Lichenification of the anogenital area is probably more common in patients with AD than in others. Intertriginous areas that are warm and moist can become irritated and itch. Lichenification of the vulva (see Fig. 3.53 ), scrotum (see Fig. 3.55 ), and rectum (see Fig. 3.54 ) may develop with habitual scratching. These areas are resistant to treatment, and inflammation may last for years. The patient may delay visiting a physician because of modesty, and the untreated lichenified plaques become very thick. Emotional factors should also be considered with this isolated phenomenon.
Associated Features
Dry Skin and Xerosis
Dry skin is an important feature of the atopic state. It is commonly assumed that patients with AD have inherited dry skin. The dryness may, however, reflect mild eczematous changes, concomitant ichthyosis, or a complex of both of these changes.

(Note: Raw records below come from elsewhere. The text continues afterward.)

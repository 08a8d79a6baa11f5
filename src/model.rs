// Row, table and schema types shared by every stage of a run.
//
// Values stay loosely typed: every cell is an optional string and `None`
// (SQL `NULL`) is kept distinct from the empty string all the way through
// comparison and reporting.

use serde::de::{MapAccess, Visitor};
use serde::ser::SerializeMap;
use serde::{Deserialize, Deserializer, Serialize, Serializer};
use std::collections::BTreeMap;
use std::fmt;

// One extracted row. `values` is aligned positionally with `columns`.
#[derive(Debug, Clone, PartialEq, Eq)]
pub struct Row {
    pub schema: String,
    pub table: String,
    pub columns: Vec<String>,
    pub values: Vec<Option<String>>,
}

impl Row {
    // Build a row, right-padding with nulls or truncating so that
    // `values.len() == columns.len()` always holds.
    pub fn new(
        schema: impl Into<String>,
        table: impl Into<String>,
        columns: Vec<String>,
        mut values: Vec<Option<String>>,
    ) -> Self {
        values.resize(columns.len(), None);
        Self {
            schema: schema.into(),
            table: table.into(),
            columns,
            values,
        }
    }

    pub fn position(&self, column: &str) -> Option<usize> {
        self.columns.iter().position(|c| c == column)
    }

    // Value of a column. Outer `None` means the row has no such column.
    pub fn get(&self, column: &str) -> Option<Option<&str>> {
        self.position(column)
            .map(|i| self.values.get(i).and_then(|v| v.as_deref()))
    }

    pub fn snapshot(&self) -> RowSnapshot {
        RowSnapshot(
            self.columns
                .iter()
                .cloned()
                .zip(self.values.iter().cloned())
                .collect(),
        )
    }
}

// Ordered column → value view of a row, used in report samples.
// Serializes as a JSON object in column order.
#[derive(Debug, Clone, Default, PartialEq, Eq)]
pub struct RowSnapshot(pub Vec<(String, Option<String>)>);

impl RowSnapshot {
    pub fn get(&self, column: &str) -> Option<Option<&str>> {
        self.0
            .iter()
            .find(|(c, _)| c == column)
            .map(|(_, v)| v.as_deref())
    }

    pub fn columns(&self) -> impl Iterator<Item = &str> {
        self.0.iter().map(|(c, _)| c.as_str())
    }

    pub fn len(&self) -> usize {
        self.0.len()
    }

    pub fn is_empty(&self) -> bool {
        self.0.is_empty()
    }
}

impl Serialize for RowSnapshot {
    fn serialize<S: Serializer>(&self, serializer: S) -> Result<S::Ok, S::Error> {
        let mut map = serializer.serialize_map(Some(self.0.len()))?;
        for (column, value) in &self.0 {
            map.serialize_entry(column, value)?;
        }
        map.end()
    }
}

impl<'de> Deserialize<'de> for RowSnapshot {
    fn deserialize<D: Deserializer<'de>>(deserializer: D) -> Result<Self, D::Error> {
        struct SnapshotVisitor;

        impl<'de> Visitor<'de> for SnapshotVisitor {
            type Value = RowSnapshot;

            fn expecting(&self, f: &mut fmt::Formatter) -> fmt::Result {
                f.write_str("a map of column names to optional string values")
            }

            fn visit_map<A: MapAccess<'de>>(self, mut access: A) -> Result<Self::Value, A::Error> {
                let mut entries = Vec::with_capacity(access.size_hint().unwrap_or(0));
                while let Some((column, value)) = access.next_entry::<String, Option<String>>()? {
                    entries.push((column, value));
                }
                Ok(RowSnapshot(entries))
            }
        }

        deserializer.deserialize_map(SnapshotVisitor)
    }
}

// All rows of one table within one schema, conformed to a single column list.
#[derive(Debug, Clone, Default)]
pub struct Table {
    pub schema: String,
    pub name: String,
    pub columns: Vec<String>,
    pub rows: Vec<Row>,
    // Input-shape problems recovered while assembling (column mismatches).
    pub warnings: Vec<String>,
}

impl Table {
    pub fn new(schema: impl Into<String>, name: impl Into<String>, columns: Vec<String>) -> Self {
        Self {
            schema: schema.into(),
            name: name.into(),
            columns,
            rows: Vec::new(),
            warnings: Vec::new(),
        }
    }

    pub fn len(&self) -> usize {
        self.rows.len()
    }

    pub fn is_empty(&self) -> bool {
        self.rows.is_empty()
    }

    pub fn has_column(&self, column: &str) -> bool {
        self.columns.iter().any(|c| c == column)
    }
}

// One side of a comparison: tables by name, plus any primary keys the
// extractor found declared in CREATE TABLE statements.
#[derive(Debug, Clone, Default)]
pub struct Schema {
    pub name: String,
    pub tables: BTreeMap<String, Table>,
    pub declared_keys: BTreeMap<String, Vec<String>>,
}

impl Schema {
    pub fn new(name: impl Into<String>) -> Self {
        Self {
            name: name.into(),
            ..Default::default()
        }
    }

    pub fn table(&self, name: &str) -> Option<&Table> {
        self.tables.get(name)
    }

    pub fn insert(&mut self, table: Table) {
        self.tables.insert(table.name.clone(), table);
    }

    pub fn row_count(&self) -> usize {
        self.tables.values().map(Table::len).sum()
    }
}

// Every schema seen in a run's inputs, by name.
#[derive(Debug, Clone, Default)]
pub struct SchemaSet {
    pub schemas: BTreeMap<String, Schema>,
}

impl SchemaSet {
    pub fn get(&self, name: &str) -> Option<&Schema> {
        self.schemas.get(name)
    }

    pub fn schema_mut(&mut self, name: &str) -> &mut Schema {
        self.schemas
            .entry(name.to_string())
            .or_insert_with(|| Schema::new(name))
    }

    pub fn names(&self) -> Vec<&str> {
        self.schemas.keys().map(String::as_str).collect()
    }
}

Dry skin may appear at any age, and it is not unusual for infants to have dry, scaling skin on the lower legs. Dry skin is sensitive, easily irritated by external stimuli, and, more importantly, itchy. It is the itching that provides the basis for the development of the various patterns of AD. Scratched itchy skin develops eczema; in other words, it is the itch that rashes.

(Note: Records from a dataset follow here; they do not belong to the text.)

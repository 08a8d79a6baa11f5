// Static HTML view of a report. Everything user-supplied goes through `escape`.

use crate::error::Result;
use crate::model::RowSnapshot;
use crate::report::{Report, TableReport};
use crate::reconcile::TableDetails;

const STYLE: &str = "body{font-family:sans-serif;margin:2em;color:#222}\
table{border-collapse:collapse;margin:0.5em 0}\
th,td{border:1px solid #ccc;padding:4px 8px;text-align:left;vertical-align:top}\
th{background:#f3f3f3}\
.bar{background:#eee;width:300px;height:14px;display:inline-block}\
.fill{background:#3a3;height:14px}\
.ok{color:#272}.bad{color:#b22}.note{color:#666;font-style:italic}\
.null{color:#999}";

pub fn render(report: &Report) -> Result<String> {
    let mut out = String::with_capacity(16 * 1024);
    out.push_str("<!DOCTYPE html>\n<html><head><meta charset=\"utf-8\">");
    out.push_str(&format!(
        "<title>Reconciliation {}</title><style>{}</style></head><body>\n",
        escape(&report.meta.report_id),
        STYLE
    ));

    let meta = &report.meta;
    out.push_str(&format!(
        "<h1>{} &rarr; {}</h1>\n<p>Generated {} &middot; {} tables compared</p>\n",
        escape(&meta.source_schema),
        escape(&meta.destination_schema),
        escape(&meta.timestamp.to_rfc3339()),
        meta.table_count
    ));
    if meta.cancelled {
        out.push_str("<p class=\"bad\">Run cancelled before all tables were compared.</p>\n");
    }

    let s = &report.summary;
    out.push_str("<h2>Summary</h2>\n");
    out.push_str(&percent_bar(s.match_percentage));
    out.push_str(&format!(
        " {:.1}% <span class=\"{}\">{}</span>\n",
        s.match_percentage,
        if s.all_matched { "ok" } else { "bad" },
        if s.all_matched { "all rows matched" } else { "differences found" }
    ));
    out.push_str("<table>\n");
    for (label, value) in [
        ("Tables", s.total_tables),
        ("Rows in source", s.total_rows_source),
        ("Rows in destination", s.total_rows_destination),
        ("Matching", s.total_matching_rows),
        ("Different", s.total_different_rows),
        ("Missing in destination", s.total_missing_rows),
        ("Extra in destination", s.total_extra_rows),
        ("Tables with errors", s.tables_with_errors),
    ] {
        out.push_str(&format!("<tr><th>{}</th><td>{}</td></tr>\n", label, value));
    }
    out.push_str("</table>\n");

    let only = &report.schema_only_tables;
    if !only.source_only.is_empty() || !only.destination_only.is_empty() {
        out.push_str("<h2>Tables on one side only</h2>\n");
        name_list(&mut out, &format!("Only in {}", meta.source_schema), only.source_only.iter());
        name_list(
            &mut out,
            &format!("Only in {}", meta.destination_schema),
            only.destination_only.iter(),
        );
    }

    out.push_str("<h2>Tables</h2>\n");
    for table in report.tables.values() {
        render_table(&mut out, table)?;
    }
    out.push_str("</body></html>\n");
    Ok(out)
}

fn render_table(out: &mut String, table: &TableReport) -> Result<()> {
    let s = &table.summary;
    out.push_str(&format!(
        "<h3 id=\"t-{0}\">{0}</h3>\n",
        escape(&table.table)
    ));
    if let Some(key) = &table.key {
        out.push_str(&format!("<p>Key: <code>{}</code></p>\n", escape(&key.label())));
    }
    if let Some(err) = &table.error {
        out.push_str(&format!("<p class=\"bad\">Error: {}</p>\n", escape(err)));
    }
    if let Some(note) = &table.note {
        out.push_str(&format!("<p class=\"note\">{}</p>\n", escape(note)));
    }
    out.push_str(&percent_bar(s.match_percentage));
    out.push_str(&format!(
        " {:.1}%\n<table><tr><th>Source</th><th>Destination</th><th>Matching</th>\
<th>Different</th><th>Missing</th><th>Extra</th></tr>\n\
<tr><td>{}</td><td>{}</td><td>{}</td><td>{}</td><td>{}</td><td>{}</td></tr></table>\n",
        s.match_percentage,
        s.rows_in_source,
        s.rows_in_destination,
        s.matching,
        s.different,
        s.missing,
        s.extra
    ));

    if !s.has_differences {
        return Ok(());
    }
    let details = table.load_details()?;
    render_details(out, &details);
    Ok(())
}

fn render_details(out: &mut String, details: &TableDetails) {
    if !details.different.is_empty() {
        out.push_str(&format!(
            "<h4>Different rows ({} shown)</h4>\n",
            details.different.len()
        ));
        for row in &details.different {
            out.push_str(&format!(
                "<p>Key <code>{}</code></p>\n<table><tr><th>Field</th><th>Source</th>\
<th>Destination</th></tr>\n",
                escape(&row.key)
            ));
            for (field, diff) in &row.differences {
                out.push_str(&format!(
                    "<tr><td>{}</td><td>{}</td><td>{}</td></tr>\n",
                    escape(field),
                    cell(diff.source.as_deref()),
                    cell(diff.destination.as_deref())
                ));
            }
            out.push_str("</table>\n");
        }
    }
    snapshot_table(out, "Missing in destination", &details.missing);
    snapshot_table(out, "Extra in destination", &details.extra);
}

fn snapshot_table(out: &mut String, title: &str, rows: &[RowSnapshot]) {
    let Some(first) = rows.first() else {
        return;
    };
    out.push_str(&format!("<h4>{} ({} shown)</h4>\n<table><tr>", title, rows.len()));
    let columns: Vec<&str> = first.columns().collect();
    for c in &columns {
        out.push_str(&format!("<th>{}</th>", escape(c)));
    }
    out.push_str("</tr>\n");
    for row in rows {
        out.push_str("<tr>");
        for c in &columns {
            out.push_str(&format!("<td>{}</td>", cell(row.get(c).flatten())));
        }
        out.push_str("</tr>\n");
    }
    out.push_str("</table>\n");
}

fn name_list<'a>(out: &mut String, title: &str, names: impl Iterator<Item = &'a String>) {
    let names: Vec<&String> = names.collect();
    if names.is_empty() {
        return;
    }
    out.push_str(&format!("<h4>{}</h4>\n<ul>", escape(title)));
    for n in names {
        out.push_str(&format!("<li>{}</li>", escape(n)));
    }
    out.push_str("</ul>\n");
}

fn percent_bar(pct: f64) -> String {
    format!(
        "<span class=\"bar\"><span class=\"fill\" style=\"width:{:.1}%;display:block\"></span></span>",
        pct.clamp(0.0, 100.0)
    )
}

fn cell(value: Option<&str>) -> String {
    match value {
        Some(v) => escape(v),
        None => "<span class=\"null\">NULL</span>".to_string(),
    }
}

pub fn escape(text: &str) -> String {
    let mut out = String::with_capacity(text.len());
    for c in text.chars() {
        match c {
            '&' => out.push_str("&amp;"),
            '<' => out.push_str("&lt;"),
            '>' => out.push_str("&gt;"),
            '"' => out.push_str("&quot;"),
            '\'' => out.push_str("&#39;"),
            _ => out.push(c),
        }
    }
    out
}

Dry skin is most often located on the extensor surfaces of the legs and arms, but in susceptible individuals it may involve the entire cutaneous surface. Dryness is worse in the winter when humidity is low. Water is lost from the outermost layer of the skin. The skin becomes drier as the winter continues, and scaling skin becomes cracked and fissured. Dry areas that are repeatedly washed reach a point at which the epidermal barrier can no longer maintain its integrity; erythema and eczema occur. Frequent washing and drying may produce redness with horizontal linear splits, particularly on the lower legs of the elderly, giving a cracked or crazed porcelain appearance (see Chapter 3 , Fig. 3.43, Fig. 3.44, Fig. 3.45 ). Avoid frequent washing. Use mild soaps (e.g., Dove, Cetaphil bar) and routinely apply moisturizing creams or lotions. Moisturizers are effectively bound in the skin if they are applied shortly after patting the skin dry following bathing.
Ichthyosis Vulgaris
Ichthyosis is a disorder of keratinization characterized by the development of dry, rectangular scales. There are many forms of ichthyosis. Dominant ichthyosis vulgaris may occur as a distinct entity, or it may be found in patients with AD. Atopic patients with ichthyosis vulgaris often have keratosis pilaris and hyperlinear, exaggerated palm creases. Infants may show only dry, scaling skin during the winter, but with age the changes become more extensive, and small, fine, white translucent scales appear on the extensor aspects of the arms and legs ( Fig. 5.28 ). These scales are smaller and lighter in color than the large, brown polygonal scales of X-linked ichthyosis, which occurs exclusively in males ( Fig. 5.29 ). The scaling of the dominant form does not encroach on the axillae and fossae, as is seen in X-linked ichthyosis. Scaling rarely involves the entire cutaneous surface. The condition tends to improve with age. Application of 12% ammonium lactate lotion or cream or urea cream is very effective.